France : la publicité automobile doit promouvoir les alternatives

En France, à partir de mars de cette année, les constructeurs automobiles devront inclure une clause de non-responsabilité dans toutes les publicités pour leurs produits. C’est ce qu’indique une nouvelle loi qui a été publiée récemment. Plus précisément, les publicités doivent contenir un court message promouvant des alternatives à la voiture. Prenez le vélo ou allez à pied pour les courtes distances », « Pensez au covoiturage », « Empruntez les transports publics quotidiennement », sont quelques exemples de messages. La nouvelle législation s’applique aux panneaux d’affichage, aux publicités dans les magazines et les journaux, ainsi qu’à la radio et à la télévision. En outre, le message doit toujours être « clairement visible ou audible et suivi du hashtag #SeDéplacerMoinsPolluer ».

Selon Le Monde, l’objectif de cette nouvelle réglementation est d’inciter les Français à utiliser des moyens de transport moins polluants. Les publicités devront également indiquer dans quelle catégorie se situent les émissions de la voiture, afin que les acheteurs potentiels puissent en tenir compte. Les constructeurs qui ne respectent pas les nouvelles règles peuvent se voir infliger une amende allant jusqu’à 50.000 euros.

L’interdiction totale n’est pas à l’ordre du jour

Les organisations environnementales françaises ne sont pas entièrement satisfaites de ces nouvelles règles. Elles plaident depuis des années pour une interdiction totale de la publicité pour les voitures, à l’instar du tabac. La seule « victoire » qu’ils ont remportée est l’interdiction totale, à partir de 2028, des voitures les plus polluantes. Le gouvernement français n’a pas voulu aller trop loin pour ne pas trop pénaliser l’industrie automobile pendant la crise du Covid et la transition vers l’électrification.

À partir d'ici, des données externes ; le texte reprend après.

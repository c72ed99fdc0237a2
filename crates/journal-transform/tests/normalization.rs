//! Tests for the public normalization functions.

use journal_transform::normalization::{
    clean_description, detect_layout, normalize_amount, normalize_date, validate_account,
};

#[test]
fn date_examples() {
    assert_eq!(normalize_date("2024-01-01").as_deref(), Some("2024-01-01"));
    assert_eq!(normalize_date("12/31/2024").as_deref(), Some("2024-12-31"));
    assert_eq!(normalize_date("31-12-2024").as_deref(), Some("2024-12-31"));
    assert_eq!(normalize_date("2024-01-01T14:30:00").as_deref(), Some("2024-01-01"));
    assert_eq!(normalize_date("02/30/2024"), None);
    assert_eq!(normalize_date("29-02-2023"), None);
    assert_eq!(normalize_date("2024/01/01"), None);
}

#[test]
fn date_layout_priority_is_fixed() {
    // "01-02-2024" only fits the European layout: day 1, month 2
    assert_eq!(detect_layout("01-02-2024"), Some("european"));
    assert_eq!(normalize_date("01-02-2024").as_deref(), Some("2024-02-01"));
}

#[test]
fn amount_examples() {
    assert_eq!(normalize_amount("100").as_deref(), Some("100.00"));
    assert_eq!(normalize_amount("1,20").as_deref(), Some("1.20"));
    assert_eq!(normalize_amount("100.565").as_deref(), Some("100.57"));
    assert_eq!(normalize_amount("-0").as_deref(), Some("0.00"));
    assert_eq!(normalize_amount("-999.999").as_deref(), Some("-1000.00"));
    assert_eq!(normalize_amount("$100"), None);
    assert_eq!(normalize_amount("12.34.56"), None);
}

#[test]
fn amount_ties_are_not_bankers_rounding() {
    // Half-to-even would give 0.12 and 0.14 here
    assert_eq!(normalize_amount("0.125").as_deref(), Some("0.13"));
    assert_eq!(normalize_amount("0.135").as_deref(), Some("0.14"));
    assert_eq!(normalize_amount("2.675").as_deref(), Some("2.68"));
}

#[test]
fn account_examples() {
    assert_eq!(validate_account("001").as_deref(), Some("001"));
    assert_eq!(validate_account("12"), None);
    assert_eq!(validate_account("1234567890123"), None);
    assert_eq!(validate_account("AB123"), None);
}

#[test]
fn description_examples() {
    assert_eq!(clean_description(None, 255), "");
    assert_eq!(clean_description(Some("  Opening balance \n"), 255), "Opening balance");
    assert_eq!(clean_description(Some("123"), 255), "123");
}
//! CLI argument definitions for the journal ETL.

use std::path::PathBuf;

use clap::{Parser, Subcommand, ValueEnum};
use clap_verbosity_flag::{InfoLevel, Verbosity};
use colorchoice_clap::Color;

#[derive(Parser)]
#[command(
    name = "journal-etl",
    version,
    about = "Convert journal entries from SQLite into a validated XML document",
    long_about = "Convert accounting journal entries from a SQLite database into XML.\n\n\
                  Dates, amounts, accounts and descriptions are normalized; records\n\
                  with an unusable date, amount or account are skipped. The output\n\
                  can be checked against an XML Schema before it is written."
)]
pub struct Cli {
    #[command(subcommand)]
    pub command: Command,

    /// Adjust log verbosity (-v for debug, -vv for trace, -q for warnings only).
    #[command(flatten)]
    pub verbosity: Verbosity<InfoLevel>,

    /// Control ANSI color output (auto, always, never).
    #[command(flatten)]
    pub color: Color,

    /// Explicit log level (overrides -v/-q and the configuration file).
    #[arg(long = "log-level", value_enum, global = true)]
    pub log_level: Option<LogLevelArg>,

    /// Log output format (defaults to the configuration file, then pretty).
    #[arg(long = "log-format", value_enum, global = true)]
    pub log_format: Option<LogFormatArg>,

    /// Write logs to a file instead of stderr.
    #[arg(long = "log-file", value_name = "PATH", global = true)]
    pub log_file: Option<PathBuf>,
}

#[derive(Subcommand)]
pub enum Command {
    /// Run the extract, transform and load pipeline.
    Run(RunArgs),

    /// Write a configuration file containing every default value.
    InitConfig(InitConfigArgs),
}

#[derive(Parser)]
pub struct RunArgs {
    /// Configuration file (default: ./config.json when present).
    #[arg(long = "config", value_name = "PATH")]
    pub config: Option<PathBuf>,

    /// SQLite database to read (overrides paths.database).
    #[arg(long = "db-path", value_name = "PATH")]
    pub db_path: Option<PathBuf>,

    /// XML document to write (overrides paths.output).
    #[arg(long = "output-path", value_name = "PATH")]
    pub output_path: Option<PathBuf>,

    /// XML Schema used for validation (overrides paths.schema).
    #[arg(long = "schema-path", value_name = "PATH")]
    pub schema_path: Option<PathBuf>,

    /// Table holding the journal entries.
    #[arg(long = "table", value_name = "NAME")]
    pub table: Option<String>,

    /// Skip XML Schema validation.
    #[arg(long = "no-validate")]
    pub no_validate: bool,

    /// Write the XML without indentation.
    #[arg(long = "compact")]
    pub compact: bool,
}

#[derive(Parser)]
pub struct InitConfigArgs {
    /// Where to write the configuration.
    #[arg(value_name = "PATH", default_value = "config.json")]
    pub path: PathBuf,

    /// Overwrite an existing file.
    #[arg(long = "force")]
    pub force: bool,
}

/// CLI log level choices.
#[derive(Clone, Copy, ValueEnum)]
pub enum LogLevelArg {
    Error,
    Warn,
    Info,
    Debug,
    Trace,
}

/// CLI log format choices.
#[derive(Clone, Copy, ValueEnum)]
pub enum LogFormatArg {
    Pretty,
    Compact,
    Json,
}
//! Extract, transform and load stages for one journal run.
//!
//! Each stage runs inside its own `info_span!` and is timed separately so the
//! summary can report where the time went.

use std::path::{Path, PathBuf};
use std::time::{Duration, Instant};

use anyhow::{Context, Result};
use tracing::{debug, info, info_span, warn};

use journal_ingest::JournalSource;
use journal_model::{CanonicalRecord, ProcessingOptions, RawRecord, TransformStats};
use journal_output::{XmlOptions, XmlSchema, write_journal_file};
use journal_transform::transformer::Transformer;

/// Fully resolved inputs for a pipeline run.
#[derive(Debug, Clone)]
pub struct PipelineSettings {
    pub database: PathBuf,
    /// Source table; `journal_entries` when `None`.
    pub table: Option<String>,
    pub schema: PathBuf,
    pub output: PathBuf,
    /// Check the document against `schema` before writing it.
    pub validate: bool,
    pub pretty_print: bool,
    pub options: ProcessingOptions,
}

/// Outcome of a successful run.
#[derive(Debug, Clone)]
pub struct PipelineReport {
    pub stats: TransformStats,
    pub extract: Duration,
    pub transform: Duration,
    pub load: Duration,
    pub output_path: PathBuf,
    /// Whether the written document was checked against the schema.
    pub validated: bool,
}

impl PipelineReport {
    pub fn total(&self) -> Duration {
        self.extract + self.transform + self.load
    }

    /// Source records handled per second over the whole run.
    pub fn throughput(&self) -> f64 {
        let seconds = self.total().as_secs_f64();
        if seconds > 0.0 {
            self.stats.total as f64 / seconds
        } else {
            0.0
        }
    }
}

/// Run extraction, transformation and loading in sequence.
///
/// # Errors
///
/// Fails when the database is missing or unreadable, the schema cannot be
/// loaded, the document does not match the schema, or the output cannot be
/// written. Nothing is written on failure.
pub fn run_pipeline(settings: &PipelineSettings) -> Result<PipelineReport> {
    let pipeline_span = info_span!("pipeline", database = %settings.database.display());
    let _pipeline_guard = pipeline_span.enter();
    info!(
        database = %settings.database.display(),
        output = %settings.output.display(),
        "starting journal pipeline"
    );

    let (raw_records, extract) = info_span!("extract").in_scope(|| -> Result<_> {
        let start = Instant::now();
        let records = extract(settings)?;
        let elapsed = start.elapsed();
        info!(
            records = records.len(),
            duration_ms = elapsed.as_millis(),
            "extraction complete"
        );
        Ok((records, elapsed))
    })?;

    let (result, transform) = info_span!("transform").in_scope(|| {
        let start = Instant::now();
        let result = Transformer::new(settings.options).transform(raw_records);
        let elapsed = start.elapsed();
        info!(
            total = result.stats.total,
            valid = result.stats.valid,
            skipped = result.stats.skipped,
            duration_ms = elapsed.as_millis(),
            "transformation complete"
        );
        (result, elapsed)
    });

    let (validated, load) = info_span!("load").in_scope(|| -> Result<_> {
        let start = Instant::now();
        let validated = load(settings, &result.records)?;
        let elapsed = start.elapsed();
        info!(
            path = %settings.output.display(),
            validated,
            duration_ms = elapsed.as_millis(),
            "load complete"
        );
        Ok((validated, elapsed))
    })?;

    Ok(PipelineReport {
        stats: result.stats,
        extract,
        transform,
        load,
        output_path: settings.output.clone(),
        validated,
    })
}

fn extract(settings: &PipelineSettings) -> Result<Vec<RawRecord>> {
    let mut source = JournalSource::open(&settings.database)
        .with_context(|| format!("open {}", settings.database.display()))?;
    if let Some(table) = &settings.table {
        source = source.with_table(table)?;
    }
    let rows = source
        .count()
        .with_context(|| format!("count rows in {}", source.table()))?;
    debug!(table = source.table(), rows, "reading journal table");
    source
        .read_all()
        .with_context(|| format!("read table {}", source.table()))
}

/// Write the document, validating first when enabled. Returns whether it was validated.
fn load(settings: &PipelineSettings, records: &[CanonicalRecord]) -> Result<bool> {
    let schema_present = settings.schema.is_file();
    let schema = match (settings.validate, schema_present) {
        (true, true) => Some(
            XmlSchema::from_path(&settings.schema)
                .with_context(|| format!("load schema {}", settings.schema.display()))?,
        ),
        (true, false) => {
            warn!(
                path = %settings.schema.display(),
                "schema not found, writing without validation"
            );
            None
        }
        (false, _) => {
            debug!("schema validation disabled");
            None
        }
    };

    let options = XmlOptions {
        pretty_print: settings.pretty_print,
        schema_location: schema_present
            .then(|| schema_location(&settings.schema))
            .flatten(),
    };
    write_journal_file(&settings.output, records, &options, schema.as_ref())
        .with_context(|| format!("write {}", settings.output.display()))?;
    Ok(schema.is_some())
}

fn schema_location(schema: &Path) -> Option<String> {
    schema
        .file_name()
        .map(|name| name.to_string_lossy().into_owned())
}

#[cfg(test)]
mod tests {
    use super::*;

    fn report(total: usize, millis: u64) -> PipelineReport {
        PipelineReport {
            stats: TransformStats {
                total,
                valid: total,
                skipped: 0,
            },
            extract: Duration::from_millis(millis),
            transform: Duration::ZERO,
            load: Duration::ZERO,
            output_path: PathBuf::from("out.xml"),
            validated: false,
        }
    }

    #[test]
    fn test_throughput() {
        let report = report(500, 250);
        assert_eq!(report.total(), Duration::from_millis(250));
        assert!((report.throughput() - 2000.0).abs() < 1e-6);
    }

    #[test]
    fn test_throughput_without_elapsed_time() {
        assert_eq!(report(10, 0).throughput(), 0.0);
    }

    #[test]
    fn test_schema_location_is_file_name() {
        assert_eq!(
            schema_location(Path::new("sources/schema.xsd")).as_deref(),
            Some("schema.xsd")
        );
    }
}
//! Journal ETL command-line entry point.

use std::fs;
use std::io::{self, IsTerminal};
use std::path::Path;
use std::process::ExitCode;

use anyhow::{Context, Result, bail};
use clap::{ColorChoice, Parser};
use tracing::level_filters::LevelFilter;
use tracing::{info, warn};

use journal_cli::logging::{LogConfig, LogFormat, init_logging};
use journal_cli::pipeline::{PipelineSettings, run_pipeline};
use journal_cli::summary::print_summary;
use journal_model::{ConfigSource, JournalConfig};

mod cli;

use crate::cli::{Cli, Command, InitConfigArgs, LogFormatArg, LogLevelArg, RunArgs};

fn main() -> ExitCode {
    let cli = Cli::parse();
    cli.color.write_global();

    let result = match &cli.command {
        Command::Run(args) => run(&cli, args),
        Command::InitConfig(args) => init_config(&cli, args),
    };
    match result {
        Ok(()) => ExitCode::SUCCESS,
        Err(error) => {
            eprintln!("error: {error:#}");
            ExitCode::FAILURE
        }
    }
}

fn run(cli: &Cli, args: &RunArgs) -> Result<()> {
    let (config, source) = JournalConfig::load_or_default(args.config.as_deref())
        .context("load configuration")?;
    start_logging(cli, Some(&config))?;
    report_config_source(&source);
    if config.logging.style().is_none() {
        warn!(
            format = %config.logging.format,
            "unknown logging.format, using pretty"
        );
    }

    let base_dir = source.base_dir().unwrap_or_else(|| Path::new(""));
    let paths = config.resolve_paths(base_dir);
    let settings = PipelineSettings {
        database: args.db_path.clone().unwrap_or(paths.database),
        table: args.table.clone(),
        schema: args.schema_path.clone().unwrap_or(paths.schema),
        output: args.output_path.clone().unwrap_or(paths.output),
        validate: config.schema_validation_enabled() && !args.no_validate,
        pretty_print: config.output.pretty_print && !args.compact,
        options: config.processing_options(),
    };

    let report = run_pipeline(&settings)?;
    print_summary(&report);
    Ok(())
}

fn init_config(cli: &Cli, args: &InitConfigArgs) -> Result<()> {
    start_logging(cli, None)?;
    if args.path.exists() && !args.force {
        bail!(
            "{} already exists (use --force to overwrite)",
            args.path.display()
        );
    }
    if let Some(parent) = args.path.parent()
        && !parent.as_os_str().is_empty()
    {
        fs::create_dir_all(parent)
            .with_context(|| format!("create directory {}", parent.display()))?;
    }
    JournalConfig::default()
        .save(&args.path)
        .context("write configuration")?;
    println!("Wrote {}", args.path.display());
    Ok(())
}

fn start_logging(cli: &Cli, config: Option<&JournalConfig>) -> Result<()> {
    let log_config = log_config_from_cli(cli, config);
    init_logging(&log_config).context("failed to initialize logging")
}

fn report_config_source(source: &ConfigSource) {
    match source {
        ConfigSource::Explicit(path) | ConfigSource::DefaultFile(path) => {
            info!(path = %path.display(), "using configuration file");
        }
        ConfigSource::Defaults => warn!("no configuration file found, using defaults"),
        ConfigSource::Ignored { path, error } => {
            warn!(path = %path.display(), %error, "ignoring invalid configuration file, using defaults");
        }
    }
}

/// Build logging configuration: `--log-level` over `-v/-q` over the config file.
fn log_config_from_cli(cli: &Cli, config: Option<&JournalConfig>) -> LogConfig {
    let explicit = cli.verbosity.is_present() || cli.log_level.is_some();
    let mut log_config = LogConfig {
        level_filter: cli.verbosity.tracing_level_filter(),
        use_env_filter: !explicit,
        ..LogConfig::default()
    };
    if let Some(level) = cli.log_level {
        log_config.level_filter = match level {
            LogLevelArg::Error => LevelFilter::ERROR,
            LogLevelArg::Warn => LevelFilter::WARN,
            LogLevelArg::Info => LevelFilter::INFO,
            LogLevelArg::Debug => LevelFilter::DEBUG,
            LogLevelArg::Trace => LevelFilter::TRACE,
        };
    } else if !cli.verbosity.is_present()
        && let Some(config) = config
        && let Ok(level) = config.logging.level_filter()
    {
        log_config.level_filter = level;
    }
    log_config.format = match cli.log_format {
        Some(LogFormatArg::Pretty) => LogFormat::Pretty,
        Some(LogFormatArg::Compact) => LogFormat::Compact,
        Some(LogFormatArg::Json) => LogFormat::Json,
        None => config
            .and_then(|config| config.logging.style())
            .map(LogFormat::from)
            .unwrap_or_default(),
    };
    log_config.log_file = cli.log_file.clone();
    log_config.with_ansi = match cli.color.color {
        ColorChoice::Always => true,
        ColorChoice::Never => false,
        ColorChoice::Auto => cli.log_file.is_none() && io::stderr().is_terminal(),
    };
    log_config
}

Les constructeurs automobiles français – et les emplois qui en découlent – ont probablement pesé de tout leur poids dans la balance.

En France, à partir de mars 2022, les constructeurs automobiles devront inclure une clause de non-responsabilité dans toutes les publicités pour leurs produits.

Peu d’enthousiasme chez nous

Quand il pleut à Paris, il bruine généralement à Bruxelles. Les constructeurs automobiles d’ici doivent-ils également craindre de telles réglementations ? Pour l’instant, il semble y avoir peu d’enthousiasme parmi nos députés. Sympathique, mais surtout symbolique », déclare Joris Vandenbroucke (Vooruit) dans De Tijd. Il attend davantage des « investissements substantiels dans les alternatives à la voiture ». Le ministre de la mobilité Georges Gilkinet (Ecolo) parle d’un « petit pas dans la bonne direction », qu’il veut étudier. En 2020, son parti a présenté un projet de loi visant à interdire la publicité pour les voitures les plus polluantes, mais il a été rejeté par les autres partis.

Propagande hypocrite

On peut se demander quel sera l’impact réel de ce genre de mesure. Probablement minime. La mobilité alternative n’a pas besoin de message condescendant. Et si le débat porte sur l’information correcte et complète du consommateur, chaque publicité devrait préciser combien de frais et de taxes le conducteur devra payer pour conduire sa voiture. C’est peut-être ce qui empêche la plupart de nos politiciens d’introduire de telles absurdités ? Des recettes annuelles d’environ 20 milliards d’euros, ce n’est pas rien. Des recettes dont le gouvernement sait déjà qu’elles diminueront dans les années à venir en raison de la baisse des revenus provenant des accises sur les carburants. Ce serait une stupidité budgétaire de tuer la poule aux œufs d’or. En résumé, l’automobile reste la vache à lait préférée de tous les gouvernements. Seulement, ils préféreraient que vous ne l’achetiez pas ou ne l’utilisiez pas. Cette diffusion hypocrite montre que les messages de conscientisation passent rarement l’épreuve décisive du bon sens.